Jennine Abdul Khalik reviews the chilling documentary ‘ Cartel Land ‘, which screened earlier this week at the Sydney Film Festival…
With footage to rival an action movie and, at moments, a horror movie, the documentary Cartel Land lays bare what a group of Mexican citizens are doing to protect themselves from the longest drawn-out conflict they are facing – the Drug War.
Directed by Matthew Heineman, the bold documentary is shot on-the-ground and tells two disconnected tales about two different groups. The camera chiefly follows the growth of a citizen resistance movement in the Mexican state of Michaocan. Common men – labourers, tradesmen, shopkeepers, and a local doctor – form the Autodefensas: a self-defence guerilla group fighting against the brutal drug cartel, Knights Templar.
Heineman occasionally cuts away from Michaocan and the Autodefensas to the Arizonan border, where fed-up American veteran, Tim Foley, has also taken it upon himself to police the mountainous ranges on the border in order to stop Mexican drug cartels from pouring into the US. His weathered face maps a sort of defiance (“If not me, then who will?”) and a strong disillusionment with his country for its laxness on ‘illegals’.
Back in the south of Mexico, the film tracks the movements of Autodefensas leader Dr Jose Manuel Mireles, a man who exudes courage and is unquestionably the kind of person born to lead. Dr Mireles, a towering and stoic-faced medical doctor, recruits townspeople and coordinates missions in order to cleanse their communities of the drug syndicates that grip neighbourhoods with fear. They do so by strategically surrounding and raiding the homes of Knights Templar members and exacting justice, and much of it is caught on camera.
Most towns are accepting of the Autodefensas entering their communities and sorting out the drug cartel problem (which they are successful at doing, ultimately leading them to gain national attention). Unsurprisingly, however, there are also citizens who want peace and say that if the Knights Templar run the show without too much drama, then so be it.
Cartel Land, put simply, is gorgeously shot. The thread of scenes with rolling hills and mountains, dirt roads and an expansive sky that could swallow up all the subjects paints the picture of generally tranquil and sleepy Mexican towns. But the shocking images of rotting bodies hanging from death ropes and the detached heads of men who fell before the swords of the ruthless Knights Templar cartel strewn all over the ground disrupt and overshadow the landscapes and entrancing time-lapses.

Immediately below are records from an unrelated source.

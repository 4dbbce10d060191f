//! SUBLIGHT simulation — per-tick flight pipeline.
//!
//! `SimulationEngine` owns the hecs ECS world of ships and advances them
//! once per tick: pilot assist (mode arbitration + control law) feeds the
//! rigid-body integrator, and a snapshot of the resulting state is handed
//! back to the hosting harness. Completely headless, enabling
//! deterministic testing.

pub mod brake;
pub mod controller;
pub mod engine;
pub mod systems;
pub mod world_setup;
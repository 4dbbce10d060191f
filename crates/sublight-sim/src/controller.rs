//! Coupled flight control law.
//!
//! Translates desired maneuver intent (throttle, strafe, turn) into an
//! actuator command that respects the ship's acceleration and torque
//! budgets, the configured slip-angle behavior, and jerk limits. This is
//! what makes Coupled mode feel like assisted flight rather than raw
//! thruster mixing.
//!
//! There is no speed limiter and no traction modeling here: the sub-light
//! guarantee lives in the momentum formulation, and vacuum flight has no
//! ground contact to lose.

use sublight_core::components::{CoupledControl, ShipDynamics};
use sublight_core::config::{HandlingProfile, SimEnvironment};
use sublight_core::constants::{ACTIVE_TURN_THRESHOLD, ALIGN_TURNING_SCALE, KN_TO_N, KNM_TO_NM};
use sublight_core::control::{ActuatorCommand, ControlIntent};
use sublight_core::types::slip_angle;

/// Command plus the control-law internals the HUD wants to see.
#[derive(Debug, Clone, Copy, Default)]
pub struct CoupledOutput {
    pub command: ActuatorCommand,
    pub slip_deg: f64,
    pub slip_target_deg: f64,
    pub forward_accel_mps2: f64,
    pub lateral_accel_mps2: f64,
    pub forward_jerk_clamped: bool,
    pub lateral_jerk_clamped: bool,
}

/// Run the control law for one tick. `control` carries the jerk history
/// between calls and is owned by exactly one ship.
pub fn update(
    dynamics: &ShipDynamics,
    control: &mut CoupledControl,
    profile: &HandlingProfile,
    intent: &ControlIntent,
    env: &SimEnvironment,
) -> CoupledOutput {
    let dt = env.dt_sec;

    let forward_cap = accel_from_budget(dynamics.thrust.forward_kn, dynamics.mass_kg);
    let backward_cap = accel_from_budget(dynamics.thrust.backward_kn, dynamics.mass_kg);
    let lateral_cap = accel_from_budget(dynamics.thrust.lateral_kn, dynamics.mass_kg);
    let yaw_cap = yaw_accel_cap(dynamics, env);

    let throttle = intent.thrust_forward.clamp(-1.0, 1.0);
    let strafe = intent.thrust_right.clamp(-1.0, 1.0);
    let turn = intent.torque.clamp(-1.0, 1.0);

    let beta = slip_angle(dynamics.velocity, dynamics.orientation);
    let beta_target = solve_slip_target(strafe, turn, profile);
    let slip_error = beta_target - beta;

    // Lateral channel: manual strafe + turn assist + slip correction,
    // capped and jerk-limited as one sum.
    let manual_lat = strafe * lateral_cap;
    let turn_assist = turn * lateral_cap * profile.turn_assist;
    let correction = slip_correction(slip_error, profile, lateral_cap);
    let lat_target = (manual_lat + turn_assist + correction).clamp(-lateral_cap, lateral_cap);
    let (lat_accel, lat_clamped) = apply_jerk(
        control.prev_lateral_accel,
        lat_target,
        profile.jerk.lateral_mps3,
        dt,
    );
    control.prev_lateral_accel = lat_accel;
    let thrust_right = if lateral_cap > 0.0 {
        (lat_accel / lateral_cap).clamp(-1.0, 1.0)
    } else {
        0.0
    };

    // Forward channel: the coupled authority ceiling is an assist
    // conservatism knob, distinct from the raw thrust cap.
    let fwd_target = solve_forward_accel(throttle, forward_cap, backward_cap, profile);
    let (fwd_accel, fwd_clamped) = apply_jerk(
        control.prev_forward_accel,
        fwd_target,
        profile.jerk.forward_mps3,
        dt,
    );
    control.prev_forward_accel = fwd_accel;
    let fwd_divisor = if fwd_accel >= 0.0 {
        forward_cap
    } else {
        backward_cap
    };
    let thrust_forward = if fwd_divisor > 0.0 {
        (fwd_accel / fwd_divisor).clamp(-1.0, 1.0)
    } else {
        0.0
    };

    let torque = solve_yaw_command(turn, slip_error, dynamics.angular_velocity, yaw_cap, profile);

    CoupledOutput {
        command: ActuatorCommand {
            thrust_forward,
            thrust_right,
            torque,
        },
        slip_deg: beta.to_degrees(),
        slip_target_deg: beta_target.to_degrees(),
        forward_accel_mps2: fwd_accel,
        lateral_accel_mps2: lat_accel,
        forward_jerk_clamped: fwd_clamped,
        lateral_jerk_clamped: lat_clamped,
    }
}

/// Target slip angle from strafe and turn intent, clamped to the slip
/// limit, with a soft dead-zone below the threshold to avoid micro-jitter
/// at near-zero input.
fn solve_slip_target(strafe: f64, turn: f64, profile: &HandlingProfile) -> f64 {
    let slip_limit = profile.slip_limit_deg.to_radians();
    let slip_threshold = profile.slip_threshold_deg.to_radians();

    let input_mix = strafe + profile.nose_follow_input * turn;
    let mut target = profile.bias * slip_limit
        + profile.responsiveness * input_mix * profile.slip_target_max_deg.to_radians();
    target = target.clamp(-slip_limit, slip_limit);

    if target.abs() < slip_threshold && slip_threshold > 0.0 {
        let ratio = target.abs() / slip_threshold;
        target *= 0.5 + 0.5 * ratio;
    }
    target
}

/// Convert a slip error into a lateral acceleration, bounded by the
/// profile's lateral authority share of the cap.
fn slip_correction(slip_error: f64, profile: &HandlingProfile, lateral_cap: f64) -> f64 {
    if lateral_cap <= 0.0 {
        return 0.0;
    }
    let slip_limit = profile.slip_limit_deg.to_radians();
    let normalized = (slip_error / slip_limit) * profile.slip_correction_gain;
    let max_correction = lateral_cap * profile.lat_authority;
    (normalized * max_correction).clamp(-max_correction, max_correction)
}

fn solve_forward_accel(
    throttle: f64,
    forward_cap: f64,
    backward_cap: f64,
    profile: &HandlingProfile,
) -> f64 {
    if throttle >= 0.0 {
        let cap = forward_cap * profile.cap_main_coupled;
        (throttle * forward_cap).clamp(-cap, cap)
    } else {
        let cap = backward_cap * profile.cap_main_coupled;
        (throttle * backward_cap).clamp(-cap, cap)
    }
}

/// Yaw command: manual authority, always-on damping, an anticipation lead
/// that only engages while actively turning, and a slip-alignment nudge
/// that is attenuated while the pilot is commanding a turn.
fn solve_yaw_command(
    turn: f64,
    slip_error: f64,
    angular_velocity: f64,
    yaw_cap: f64,
    profile: &HandlingProfile,
) -> f64 {
    if yaw_cap <= 0.0 {
        return 0.0;
    }
    let turning = turn.abs() >= ACTIVE_TURN_THRESHOLD;

    let manual = profile.turn_authority * turn;
    let lead = if turning {
        profile.anticipation_gain * angular_velocity
    } else {
        0.0
    };
    let damping = -profile.stab_damping * angular_velocity;
    let align_scale = if turning { ALIGN_TURNING_SCALE } else { 1.0 };
    let align = profile.nose_align_gain * align_scale * slip_error;
    let bias_term = profile.bias * 0.1;

    let alpha_cmd = manual + lead + profile.stab_gain * (damping + align) + bias_term;
    (alpha_cmd / yaw_cap).clamp(-1.0, 1.0)
}

/// Linear acceleration capacity from a thrust budget (m/s²).
pub fn accel_from_budget(thrust_kn: f64, mass_kg: f64) -> f64 {
    if thrust_kn <= 0.0 || mass_kg <= 0.0 {
        return 0.0;
    }
    thrust_kn * KN_TO_N / mass_kg
}

/// Angular acceleration capacity from the yaw torque budget (rad/s²).
pub fn yaw_accel_cap(dynamics: &ShipDynamics, env: &SimEnvironment) -> f64 {
    let moment = dynamics.inertia.izz * env.inertia_scale;
    if dynamics.thrust.yaw_knm <= 0.0 || moment <= 0.0 {
        return 0.0;
    }
    dynamics.thrust.yaw_knm * KNM_TO_NM / moment
}

/// Rate-limit the change from the previous commanded value.
/// Returns the new value and whether the limiter clipped.
pub fn apply_jerk(prev: f64, target: f64, jerk_limit: f64, dt: f64) -> (f64, bool) {
    if jerk_limit <= 0.0 || dt <= 0.0 {
        return (target, false);
    }
    let max_delta = jerk_limit * dt;
    let delta = target - prev;
    if delta > max_delta {
        (prev + max_delta, true)
    } else if delta < -max_delta {
        (prev - max_delta, true)
    } else {
        (target, false)
    }
}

The burial of the lime pickers violently slaughtered in the town of Tepalcatepec by Knights Templar is perhaps the most confronting of scenes. A lime tree farmer who did not pay his dues to the cartel had his workers – many of whom were children and teenagers – murdered brutally as punishment. A local woman describes how the children were smashed against the rocks, and it is hard not to wonder why these cartels have not been ended – why they have not been crushed by the state.
Government complicity in drug crime and injustice is a recurring message, and it is particularly highlighted in scenes where vigilantes in both Michaocan and Arizona are disgusted and unimpressed when watching the news. Many scoffs are captured when Mexican president Enrique Pena Nieto states seemingly vacant, empty promises to end the cartels.
It’s not hard to see from the toing-and-froing in the townships of Michaocan and the Arizonan border that the drug crisis is hopelessly entrenched throughout Mexico and that it deeply affects many – enough to take up arms to restore whatever stability and security they can.
Ultimately, the cartels never disappear. The government is in on the business, as the administration seems to be more troubled by the Autodefensas. They try to disarm the movement to no avail, and later offer to co-opt the group and make them a state force.
So while Dr Mireles recovers from a plane accident, the Autodefensas becomes what it initially fought against; Meth cooks and people with connections to Knights Templar creep into the resistance movement.
Now under the leadership of Papa Smurf – one of the original Autodefensas fighters – the men swap their signature white shirts for the military-style state uniform and, against the will of Dr Mireles, become the heavily armed, government-approved Rural Defence Force.
The cyclical, never-ending drug war continues. Dr Mireles goes into hiding and is later imprisoned for being a dissident. He is detained until this day.
The optimism felt throughout the film while the Autodefensas won back their territory quickly crumbles. The reality is that there is only one war – the one whereby drug cartels are in collusion with government authorities against the people.
By Jennine Abdul Khalik
The Sydney Film Festival program will run until June 14, 2015.